Can Someone Help Me Understand Johnny Guitar?
by Anonymous | reply 17 | September 1, 2022 4:41 AM |
The two women are really lestastic and want to lap on each other's ladyhams.
by Anonymous | reply 1 | August 30, 2022 12:56 AM |
Johnny Guitar was adapted into a stage musical, which debuted Off-Broadway in 2004, with a book by American television producer Nicholas van Hoogstraten, lyrics by Joel Higgins, and music by Martin Silvestri and Joel Higgins......anyone know anything about this production?
by Anonymous | reply 2 | August 30, 2022 1:00 AM |
It’s a thinly veiled commentary on HUAC and McCarthyism. Check out Sterling Hayden’s bio. It’s also a truly subversive (in the best sense of the word) film. To truly appreciate it, research the era.
by Anonymous | reply 3 | August 30, 2022 1:02 AM |
I'm going to kill you.
by Anonymous | reply 4 | August 30, 2022 1:04 AM |
This, and her blackface number from Torch Song is why we love Joan.
by Anonymous | reply 5 | August 30, 2022 1:06 AM |
So is there some homoerotic undertone that makes it even more subversive in the McCarthy era?
by Anonymous | reply 6 | August 30, 2022 1:06 AM |
Movies exist so that scenes like this could be filmed: a mob of cowboys, led by Mercedes McCambridge, storms in to find . . . Joan Crawford in a long white dress, playing the piano with steely determination. It defies explanation or analysis.
by Anonymous | reply 7 | August 30, 2022 1:14 AM |
It could use a little more cow bell.
by Anonymous | reply 8 | August 30, 2022 1:25 AM |
This just came out. Have at it OP.
[quote]In 1996, I sat in the fifth row of the Metropolitan Opera as Jessye Norman sang the starring role in Leoš Janáček’s “The Makropulos Case,” and, as she sang a climactic passage, I felt as if I could actually feel my eardrums vibrating with the focussed volume and pure pitch.
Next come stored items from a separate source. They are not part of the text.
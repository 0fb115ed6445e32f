//! The consumer thread.
use std::any::Any;
use std::cell::{Cell, RefCell};
use std::fmt;
use std::panic::{self, AssertUnwindSafe};
use std::process;
use std::rc::Rc;
use std::time::Duration;

use log::{debug, error, warn};
use rsbridge_sys::{self as ffi, ErrorOut};

use crate::api::Api;
use crate::bridge::{Bridge, BridgeStats, Envelope, Notifier};
use crate::config::{HostConfig, HostFlags};
use crate::error::{ErrorChannel, ErrorSlot, NativeError};
use crate::handle::Owned;

mod registry;
pub use self::registry::TargetId;
use self::registry::Registry;


/// The single thread allowed to run host callbacks and make native calls.
///
/// A `Host` is neither `Send` nor `Sync`, and neither is anything holding one, so every host
/// object stays on the thread that created its host. Clones share the same state.
#[derive(Clone)]
pub struct Host {
    inner: Rc<HostInner>,
}

struct HostInner {
    api: Api,
    config: HostConfig,
    errors: ErrorChannel,
    bridge: Bridge,
    registry: RefCell<Registry>,
    dispatching: Cell<bool>,
}

impl Drop for HostInner {
    fn drop(&mut self) {
        self.bridge.teardown();
    }
}

impl fmt::Debug for Host {
    fn fmt(&self, f: &mut fmt::Formatter<'_>) -> fmt::Result {
        f.debug_struct("Host")
            .field("config", &self.inner.config)
            .finish_non_exhaustive()
    }
}

impl Host {
    /// Creates a host on the current thread with the default configuration.
    pub fn new(sdk: impl ffi::Sdk) -> Self {
        Self::with_config(Api::new(sdk), HostConfig::default())
    }

    pub fn with_config(api: Api, config: HostConfig) -> Self {
        Self {
            inner: Rc::new(HostInner {
                errors: ErrorChannel::new(config.flags.contains(HostFlags::LOG_NATIVE_ERRORS)),
                bridge: Bridge::new(config.backpressure),
                registry: RefCell::new(Registry::default()),
                dispatching: Cell::new(false),
                api,
                config,
            }),
        }
    }

    #[inline]
    pub fn api(&self) -> &Api {
        &self.inner.api
    }

    #[inline]
    pub fn config(&self) -> &HostConfig {
        &self.inner.config
    }

    /// The error of the last native call, if it failed.
    pub fn error(&self) -> Option<NativeError> {
        self.inner.errors.current()
    }

    /// Registers a callback fired, on this thread, for every native error.
    pub fn set_error_callback(&self, callback: impl Fn(&NativeError) + 'static) {
        self.inner.errors.set_callback(Rc::new(callback));
    }

    pub fn clear_error_callback(&self) {
        self.inner.errors.clear_callback();
    }

    /// Runs a native call with error analysis.
    ///
    /// The last error is reset before the call. If the call produced an error token, it is kept in
    /// `slot` (freeing the one before) or freed right away when there is no slot, and the error is
    /// recorded and reported to the error callback.
    pub(crate) fn native_result<R>(
        &self,
        slot: Option<&ErrorSlot>,
        f: impl FnOnce(&dyn ffi::Sdk, ErrorOut<'_>) -> R,
    ) -> Result<R, NativeError> {
        self.inner.errors.reset();
        if let Some(slot) = slot {
            slot.clear();
        }

        let api = &self.inner.api;
        let mut token = None;
        let value = f(api.sdk(), &mut token);
        let Some(token) = token else {
            return Ok(value);
        };

        // SAFETY: the SDK hands ownership of error tokens to the caller.
        let owned = unsafe { Owned::from_raw(api, token) };
        match slot {
            Some(slot) => {
                slot.store(owned);
                Err(self.inner.errors.analyze(api.sdk(), token))
            }
            None => {
                let error = self.inner.errors.analyze(api.sdk(), token);
                drop(owned);
                Err(error)
            }
        }
    }

    /// [`native_result`](Self::native_result) for calls that return nothing.
    #[inline]
    pub(crate) fn native_call(
        &self,
        slot: Option<&ErrorSlot>,
        f: impl FnOnce(&dyn ffi::Sdk, ErrorOut<'_>),
    ) -> Result<(), NativeError> {
        self.native_result(slot, f)
    }

    /// Returns a notifier for the event relay, creating the relay on first use.
    pub fn notifier(&self) -> Notifier {
        self.inner.bridge.notifier()
    }

    pub(crate) fn register<T: 'static>(&self, target: &Rc<T>) -> Registered<T> {
        let id = self.inner.registry.borrow_mut().insert(target);
        Registered {
            host: self.clone(),
            id,
        }
    }

    pub(crate) fn resolve<T: 'static>(&self, id: TargetId<T>) -> Option<Rc<T>> {
        self.inner.registry.borrow().resolve(id)
    }

    /// Number of callback targets currently registered.
    pub fn registered_targets(&self) -> usize {
        self.inner.registry.borrow().len()
    }

    /// Delivers the events that were queued when the call started. Never blocks.
    ///
    /// Returns how many were delivered. Calling this from inside a host callback does nothing.
    pub fn dispatch(&self) -> usize {
        let Some(receiver) = self.inner.bridge.receiver() else {
            return 0;
        };
        let Some(_guard) = DispatchGuard::enter(&self.inner.dispatching) else {
            warn!("dispatch called from inside a host callback");
            return 0;
        };

        let budget = receiver.len();
        self.drain(&receiver, budget)
    }

    /// Waits up to `timeout` for an event, then delivers it along with whatever else was queued.
    ///
    /// Returns how many were delivered, zero if the timeout expired.
    pub fn dispatch_timeout(&self, timeout: Duration) -> usize {
        self.inner.bridge.notifier();
        let Some(receiver) = self.inner.bridge.receiver() else {
            return 0;
        };
        let Some(_guard) = DispatchGuard::enter(&self.inner.dispatching) else {
            warn!("dispatch called from inside a host callback");
            return 0;
        };

        let Ok(first) = receiver.recv_timeout(timeout) else {
            return 0;
        };
        let budget = receiver.len();
        self.deliver(first);
        1 + self.drain(&receiver, budget)
    }

    fn drain(&self, receiver: &crossbeam_channel::Receiver<Envelope>, budget: usize) -> usize {
        let mut delivered = 0;
        while delivered < budget && self.inner.bridge.is_open() {
            let Ok(envelope) = receiver.try_recv() else {
                break;
            };
            self.deliver(envelope);
            delivered += 1;
        }
        delivered
    }

    fn deliver(&self, envelope: Envelope) {
        let outcome = panic::catch_unwind(AssertUnwindSafe(|| envelope.run(self)));
        if let Err(payload) = outcome {
            let message = panic_message(&*payload);
            if self
                .inner
                .config
                .flags
                .contains(HostFlags::ABORT_ON_CALLBACK_PANIC)
            {
                error!("host callback panicked: {message}, aborting");
                process::abort();
            }
            error!("host callback panicked: {message}");
        }
    }

    /// Number of events waiting for [`dispatch`](Self::dispatch).
    pub fn pending(&self) -> usize {
        self.inner.bridge.pending()
    }

    pub fn bridge_stats(&self) -> BridgeStats {
        self.inner.bridge.stats()
    }

    /// Tears down the event relay, releasing every undelivered event.
    ///
    /// Later submissions are refused and released. Returns how many queued events were released.
    pub fn shutdown(&self) -> usize {
        let released = self.inner.bridge.teardown();
        debug!("host shut down");
        released
    }
}

/// Keeps a callback target registered for as long as it lives.
pub(crate) struct Registered<T: 'static> {
    host: Host,
    id: TargetId<T>,
}

impl<T: 'static> Registered<T> {
    #[inline]
    pub(crate) fn id(&self) -> TargetId<T> {
        self.id
    }

    #[inline]
    pub(crate) fn host(&self) -> &Host {
        &self.host
    }
}

impl<T: 'static> Drop for Registered<T> {
    fn drop(&mut self) {
        if let Ok(mut registry) = self.host.inner.registry.try_borrow_mut() {
            registry.remove(self.id.id());
        }
    }
}

struct DispatchGuard<'a>(&'a Cell<bool>);

impl<'a> DispatchGuard<'a> {
    fn enter(flag: &'a Cell<bool>) -> Option<Self> {
        if flag.replace(true) {
            None
        } else {
            Some(Self(flag))
        }
    }
}

impl Drop for DispatchGuard<'_> {
    fn drop(&mut self) {
        self.0.set(false);
    }
}

fn panic_message(payload: &(dyn Any + Send)) -> &str {
    if let Some(message) = payload.downcast_ref::<&str>() {
        message
    } else if let Some(message) = payload.downcast_ref::<String>() {
        message
    } else {
        "unknown panic payload"
    }
}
Nothing else in movies, beside Crawford’s acting in this scene, gives me that same feeling.
One "Oh, dear" for the "foccused." And a big ole "MARY" for the content.
by Anonymous | reply 9 | August 31, 2022 12:13 PM |
It is visually and thematically LURID. It's surreal and hyperbolic. It's color noir western thriller. The French structuralists like it, just as with sick and American film noir, because it works on many levels and is overdetermined. So it has distance from it's plot and characters, though they are gripping enough to hold interest on their own. It's perverse but not vulgar, and the French love perversion.
by Anonymous | reply 10 | August 31, 2022 12:41 PM |
just as they like SIRK (spellcheck - not "sick")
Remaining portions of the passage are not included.